Oregon City Police Chief Gordon Huiras
Oregon City Police Chief Gordon Huiras

Shortly after the search commenced the next day, Saturday, August 24, 2002, Oregon City Police Chief Gordon Huiras announced that a set of human remains had been found inside a cardboard box that had been placed in a storage shed behind Weaver's house. It was not immediately clear how long the remains had been there, but it was obvious that positive identification would not be immediate. The remains were taken away by the state medical examiner's office, and Chief Huiras told reporters that it would likely take several days to make a positive identification.

Cement cutter used at the Weaver Home
Cement cutter used at the Weaver Home

According to the FBI's Charles Matthews, approximately 40 investigators from the FBI, state, and local police would continue to search the property and had already made plans to bring in underground imaging equipment the following day. He said they also planned to dig up a concrete slab that Weaver had poured after the two girls had disappeared.

FBI Underground Imaging Equipment
FBI Underground Imaging Equipment

The following morning, investigators worked diligently to remove the concrete slab in Weaver's backyard. Afterward, they discovered a 55-gallon barrel that had been buried beneath the slab. Not surprisingly, they found a second set of human remains inside the barrel.

Tents at Weaver Home
Tents at Weaver Home

By this time, a media circus had converged on the area, as had supporters, friends, and relatives of the missing girls. One of Weaver's ex-wives had also shown up, and she told CNN that there had been "no doubt" in her mind that Weaver had killed the two girls. She said that she had urged the FBI to investigate Weaver several months earlier, and was "frustrated and disgusted" that it had taken so long to bring the case to this point. She claimed that she had first become suspicious when Weaver had poured the concrete slab in the middle of the night. She said that he had claimed that it was for a hot tub, one that he never installed.

"If only people would have listened to me five months ago and tried to understand why I was so frustrated and why I was trying to get the attention (to focus) on him," she said. "It's not because I'm an ex-wife and because I have hate against him. When the first remains were found, I was hysterical."

Lori Pond and Michelle Duffy (Ashley's Mother)
Lori Pond and Michelle Duffy (Ashley's Mother)

Within a few days the remains found in Weaver's backyard were positively identified as those of Ashley Pond and Miranda Gaddis. Ashley's remains were those found in the barrel beneath the cement slab, and Miranda's were those found in the cardboard box in the storage shed.

A few weeks later, the facts of the case were presented to a grand jury and Ward Weaver III was indicted on multiple counts of aggravated murder, rape and sexual abuse in connection with the deaths of Ashley and Miranda, as well as two counts of second-degree abuse of a corpse. He was also indicted on counts of rape and sexual abuse in connection with the attack on his son's girlfriend, and similar charges were leveled against him in connection with the rape and sexual abuse of another young girl that allegedly occurred in July 2002. The district attorney's office was considering pursuing the death penalty in connection with the aggravated murder counts associated with Ashley's and Miranda's murders, but a decision had yet to be made.
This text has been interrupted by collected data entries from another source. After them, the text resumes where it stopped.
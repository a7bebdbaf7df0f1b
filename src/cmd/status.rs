use anyhow::Result;
use async_trait::async_trait;
use chatwatch::client::token::inspect_token;
use chatwatch::display::display_json;
use chrono::{DateTime, Local, Utc};
use clap::Args;
use serde::Serialize;

use super::{ConfigArgs, RunCommand};

/// Show the saved token and, when it is a JWT, its subject and expiry. The token itself
/// is never printed.
#[derive(Args)]
pub struct StatusArgs {
    #[command(flatten)]
    pub config: ConfigArgs,
}

#[derive(Debug, Serialize)]
struct TokenStatus {
    strategy: String,
    server: String,
    token_path: String,
    token_key: &'static str,
    saved: bool,

    #[serde(skip_serializing_if = "Option::is_none")]
    subject: Option<String>,

    #[serde(skip_serializing_if = "Option::is_none")]
    issued_at: Option<String>,

    #[serde(skip_serializing_if = "Option::is_none")]
    expires_at: Option<String>,

    #[serde(skip_serializing_if = "Option::is_none")]
    expired: Option<bool>,
}

#[async_trait]
impl RunCommand for StatusArgs {
    async fn run(&self) -> Result<()> {
        let factory = self.config.load_factory()?;
        let cfg = factory.config();
        let tokens = factory.build_token_manager();

        let token = tokens.stored_token()?;
        let claims = token.as_deref().and_then(inspect_token);

        let mut status = TokenStatus {
            strategy: tokens.strategy().to_string(),
            server: cfg.server.clone(),
            token_path: cfg.token_path.clone(),
            token_key: tokens.strategy().store_key(),
            saved: token.is_some(),
            subject: None,
            issued_at: None,
            expires_at: None,
            expired: None,
        };

        if let Some(claims) = claims {
            status.subject = claims.sub;
            status.issued_at = claims.iat.and_then(format_timestamp);
            status.expires_at = claims.exp.and_then(format_timestamp);
            let now = Utc::now().timestamp() as u64;
            status.expired = claims.exp.map(|exp| exp <= now);
        }

        display_json(status)
    }
}

fn format_timestamp(secs: u64) -> Option<String> {
    let time = DateTime::<Utc>::from_timestamp(i64::try_from(secs).ok()?, 0)?;
    Some(time.with_timezone(&Local).format("%Y-%m-%d %H:%M:%S").to_string())
}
Meanwhile, retired detectives Garry Davis and Glenn Johnson, who had worked on Ward Weaver Jr.'s case 20 years earlier while employed by the Kern County Sheriff's Department and had helped dig up Barbara Levoy's body from Weaver's backyard, watched in shocked disbelief as Ward Weaver III's case unfolded on television news stories nationwide. They found the similarities between the two cases eerie and unsettling, almost unbelievable.

"Our parents are our teachers, and Ward Weaver III had a horrible teacher in his father," Johnson told a reporter for the Daily Iowan. "Apparently, the fruit doesn't fall very far from the tree....He (the elder Weaver) is the type of person who has to get to know his victims and befriend them, in a sense. That would sexually excite him for the assault."

"The name reaches out to me, and it's like a cold hand grabbing my heart," Davis said to a reporter for a story that was picked up by AP. "You flash back to digging at his house, and now I'm seeing this, and I'm thinking it's so scary — it seems like he set out to get a cell next to his father."